Seven months after Ebola paralysed Liberia's capital, Friday marked 21 days since the country registered a case of the virus - offering lessons to its neighbors on the importance of surveillance and education in beating the deadly epidemic.
At the peak of Liberia's outbreak, the world watched in alarm as patients died on the pavement outside hospitals in the capital Monrovia while the government failed to build treatment centers and recruit staff fast enough.
With hundreds of new Ebola cases each week, overstretched officials worked hard to respond to the unprecedented epidemic.
By January the country was just days away from declaring its ocean-front capital free from the virus.
Then officials discovered an itinerant charcoal trader had brought it back to the sprawling suburbs.
A series of mistakes in the immediate aftermath of her arrival in St. Paul's Bridge, mostly by frightened patients, led to more than 100 contacts dispersed across three counties. Health officials intervened quickly to address them, preventing another major flare-up of the epidemic.
It required "a combination of detective work and an almost military element," said Dr. Philippe Maughan, senior operations administrator at the humanitarian branch of the European Commission. "Getting from 100 to ten cases is much easier than getting from ten to zero."
Liberia has accounted for more than 4,000 of the 10,000 dead from Ebola across West Africa. It will not officially be declared Ebola-free by the World Health Organization (WHO) until it goes 42 days without a case.
But the 21-day period is important because it spans the incubation period of the virus. And last week the country released its last known patient, a resident of Monrovia's riverside St. Paul's Bridge community where the virus once spread quickly among narrow streets.
A massive influx of international aid, including crucial U.S. military assistance, helped Liberia to turn the tide of the outbreak.
But, notes Tariq Riebl, Oxfam's Ebola response manager in Liberia, "What got us to the endgame is that communities took things into their own hands."
FIRST RUNNING, NOW REPORTING
Liberian health reports reviewed by Reuters show the behavior of some residents of St. Paul's Bridge was partly behind the explosion in contacts.
Among the most notorious incidents was a policewoman, referred to only as "VZ" in official reports, who helped her son skip quarantine. In another incident, an Ebola-positive man evaded officials and remained at large until he was stabbed in a robbery in Monrovia's Red Light District, leaving a trail of police officers and gangsters at risk of contamination.
"They did not trust anyone and did not believe they were carriers of Ebola," said Reverend John Sumo, head of social mobilization in the Ebola response, adding the problem was exacerbated by a leadership struggle in the local community that distracted officials from providing support to families and food to those quarantined, the reports showed.

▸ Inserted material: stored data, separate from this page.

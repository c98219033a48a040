//! CLI command handlers

pub mod bookmark;
pub mod config;
pub mod status;
pub mod theme;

When alarming reports began to circulate, government and international health officials quickly provided faster and closer surveillance, as well as prioritizing the education of locals about the disease.
They worked with police officials, village chiefs, elders and international aid workers to get people talking to each other, and also appointed a local "contact tracer" - responsible for tracking down people close to the latest cases - for blocks of the St Paul's Bridge community.
Thanks to this success, Liberia's last eight cases all came from established contacts, the aid officials said.
Oxfam's Riebl noted that in recent months the rising number of Ebola patients referring themselves as authorities had more success in engaging communities.
By contrast, although the epidemic is waning in neighboring Sierra Leone and Guinea, contact tracing there remains weak. Last week, only 14 percent of new cases in Guinea came from established contacts and resistance to healthcare workers is commonplace.
However, even if Liberia is declared Ebola-free, imported cases are possible from the region's poorly-policed borders where communities that have not so far been exposed to the disease still have misconceptions about it.
The World Health Organization also warns that only 40 percent of non-Ebola health facilities in the capital have an effective system of "triage" – the process by which highly-contagious Ebola patients are safely identified.
"It is important to invest in preparedness for a possible reappearance," said Dr. Matshidiso Moeti, WHO's regional director for Africa.